Transient arrest in a quiescent state allows ovarian cancer cells to survive suboptimal growth conditions and is mediated by both Mirk/dyrk1b and p130/RB2.

Some ovarian cancer cells in vivo are in a reversible quiescent state where they can contribute to cancer spread under favorable growth conditions. The serine/threonine kinase Mirk/dyrk1B was expressed in each of seven ovarian cancer cell lines and in 21 of 28 resected human ovarian cancers, and upregulated in 60% of the cancers. Some ovarian cancer cells were found in a G0 quiescent state, with the highest fraction in a line with an amplified Mirk gene.
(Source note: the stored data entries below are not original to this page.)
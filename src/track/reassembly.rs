//! Per-direction TCP byte-stream reassembly.

use std::collections::BTreeMap;

use tracing::trace;

/// Cap on buffered out-of-order segments per flow. Segments past the cap
/// are dropped; the resulting gap simply stalls HTTP decoding for the flow.
const MAX_PENDING_SEGMENTS: usize = 1024;

/// Sequence-number comparison on the 32-bit circle.
fn seq_before(a: u32, b: u32) -> bool {
    (a.wrapping_sub(b) as i32) < 0
}

/// Reassembles one direction of a TCP flow into in-order payload bytes.
///
/// Segments at the expected sequence number are delivered immediately;
/// segments from the future are parked until the gap closes; duplicate and
/// overlapping prefixes are trimmed.
pub struct FlowReassembler {
    /// Next expected sequence number.
    next_seq: u32,
    /// Out-of-order segments keyed by starting sequence number.
    pending: BTreeMap<u32, Vec<u8>>,
}

impl FlowReassembler {
    /// Start a flow whose first payload byte will carry `initial_seq`.
    pub fn new(initial_seq: u32) -> Self {
        Self {
            next_seq: initial_seq,
            pending: BTreeMap::new(),
        }
    }

    /// Feed one segment, appending any newly in-order bytes to `out`.
    pub fn push(&mut self, seq: u32, payload: &[u8], out: &mut Vec<u8>) {
        if payload.is_empty() {
            return;
        }

        let end = seq.wrapping_add(payload.len() as u32);
        if !seq_before(self.next_seq, end) {
            // Wholly retransmitted data.
            return;
        }

        if seq_before(seq, self.next_seq) {
            // Overlaps already-delivered bytes; keep only the new tail.
            let skip = self.next_seq.wrapping_sub(seq) as usize;
            self.deliver(&payload[skip..], out);
        } else if seq == self.next_seq {
            self.deliver(payload, out);
        } else {
            if self.pending.len() >= MAX_PENDING_SEGMENTS {
                trace!(seq, "out-of-order buffer full, segment dropped");
                return;
            }
            // Keep the longer segment on duplicate starting points.
            let entry = self.pending.entry(seq).or_default();
            if entry.len() < payload.len() {
                *entry = payload.to_vec();
            }
        }

        self.flush_pending(out);
    }

    /// Bytes currently parked out of order.
    pub fn pending_segments(&self) -> usize {
        self.pending.len()
    }

    fn deliver(&mut self, payload: &[u8], out: &mut Vec<u8>) {
        out.extend_from_slice(payload);
        self.next_seq = self.next_seq.wrapping_add(payload.len() as u32);
    }

    /// Drain parked segments that have become deliverable or obsolete.
    fn flush_pending(&mut self, out: &mut Vec<u8>) {
        loop {
            // BTreeMap ordering is on raw u32, which is not circular order,
            // so scan for a segment starting at or before the delivery point.
            let candidate = self
                .pending
                .iter()
                .find(|(seq, _)| !seq_before(self.next_seq, **seq))
                .map(|(seq, _)| *seq);

            let Some(seq) = candidate else {
                return;
            };
            let Some(payload) = self.pending.remove(&seq) else {
                return;
            };

            let end = seq.wrapping_add(payload.len() as u32);
            if !seq_before(self.next_seq, end) {
                // Entirely behind the delivery point now.
                continue;
            }
            let skip = self.next_seq.wrapping_sub(seq) as usize;
            self.deliver(&payload[skip..], out);
        }
    }
}

#[cfg(test)]
mod tests {
    use super::*;

    fn collect(reassembler: &mut FlowReassembler, seq: u32, payload: &[u8]) -> Vec<u8> {
        let mut out = Vec::new();
        reassembler.push(seq, payload, &mut out);
        out
    }

    #[test]
    fn test_in_order_delivery() {
        let mut flow = FlowReassembler::new(100);

        assert_eq!(collect(&mut flow, 100, b"hello"), b"hello");
        assert_eq!(collect(&mut flow, 105, b" world"), b" world");
    }

    #[test]
    fn test_out_of_order_segment_parked_then_flushed() {
        let mut flow = FlowReassembler::new(0);

        assert_eq!(collect(&mut flow, 5, b"world"), b"");
        assert_eq!(flow.pending_segments(), 1);

        assert_eq!(collect(&mut flow, 0, b"hello"), b"helloworld");
        assert_eq!(flow.pending_segments(), 0);
    }

    #[test]
    fn test_duplicate_segment_dropped() {
        let mut flow = FlowReassembler::new(0);

        assert_eq!(collect(&mut flow, 0, b"abcde"), b"abcde");
        assert_eq!(collect(&mut flow, 0, b"abcde"), b"");
    }

    #[test]
    fn test_overlapping_retransmit_trimmed() {
        let mut flow = FlowReassembler::new(0);

        assert_eq!(collect(&mut flow, 0, b"abcde"), b"abcde");
        assert_eq!(collect(&mut flow, 3, b"defgh"), b"fgh");
    }

    #[test]
    fn test_multiple_gaps_fill_in_any_order() {
        let mut flow = FlowReassembler::new(0);

        assert_eq!(collect(&mut flow, 8, b"cc"), b"");
        assert_eq!(collect(&mut flow, 4, b"bb"), b"");
        assert_eq!(flow.pending_segments(), 2);

        assert_eq!(collect(&mut flow, 0, b"aaaa"), b"aaaabb");
        assert_eq!(collect(&mut flow, 6, b"xx"), b"xxcc");
        assert_eq!(flow.pending_segments(), 0);
    }

    #[test]
    fn test_sequence_wraparound() {
        let start = u32::MAX - 2;
        let mut flow = FlowReassembler::new(start);

        assert_eq!(collect(&mut flow, start, b"abcdef"), b"abcdef");
        // Continues past the wrap point.
        assert_eq!(collect(&mut flow, start.wrapping_add(6), b"gh"), b"gh");
    }

    #[test]
    fn test_wraparound_out_of_order() {
        let start = u32::MAX - 1;
        let mut flow = FlowReassembler::new(start);

        // Segment on the far side of the wrap arrives first.
        assert_eq!(collect(&mut flow, start.wrapping_add(4), b"late"), b"");
        assert_eq!(collect(&mut flow, start, b"earl"), b"earllate");
    }
}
Suboptimal culture conditions increased the G0 fraction in SKOV3 and TOV21G, but not OVCAR4 cultures. Less than half as many OVCAR4 cells survived under suboptimal culture conditions as shown by total cell numbers, dye exclusion viability studies, and assay of cleaved apoptotic marker proteins. G0 arrest in TOV21G and SKOV3 cells led to increased levels of Mirk, the CDK inhibitor p27, p130/Rb2, and p130/Rb2 complexed with E2F4. The G0 arrest was transient, and cells exited G0 when fresh nutrients were supplied. Depletion of p130/Rb2 reduced the G0 fraction, increased cell sensitivity to serum-free culture and to cisplatin, and reduced Mirk levels. Mirk contributed to G0 arrest by destabilization of cyclin D1. In TOV21G cells, but not in normal diploid fibroblasts, Mirk depletion led to increased apoptosis and loss of viability. Because Mirk is expressed at low levels in most normal adult tissues, the elevated Mirk protein levels in ovarian cancers may present a novel therapeutic target, in particular for quiescent tumor cells which are difficult to eradicate by conventional therapies targeting dividing cells.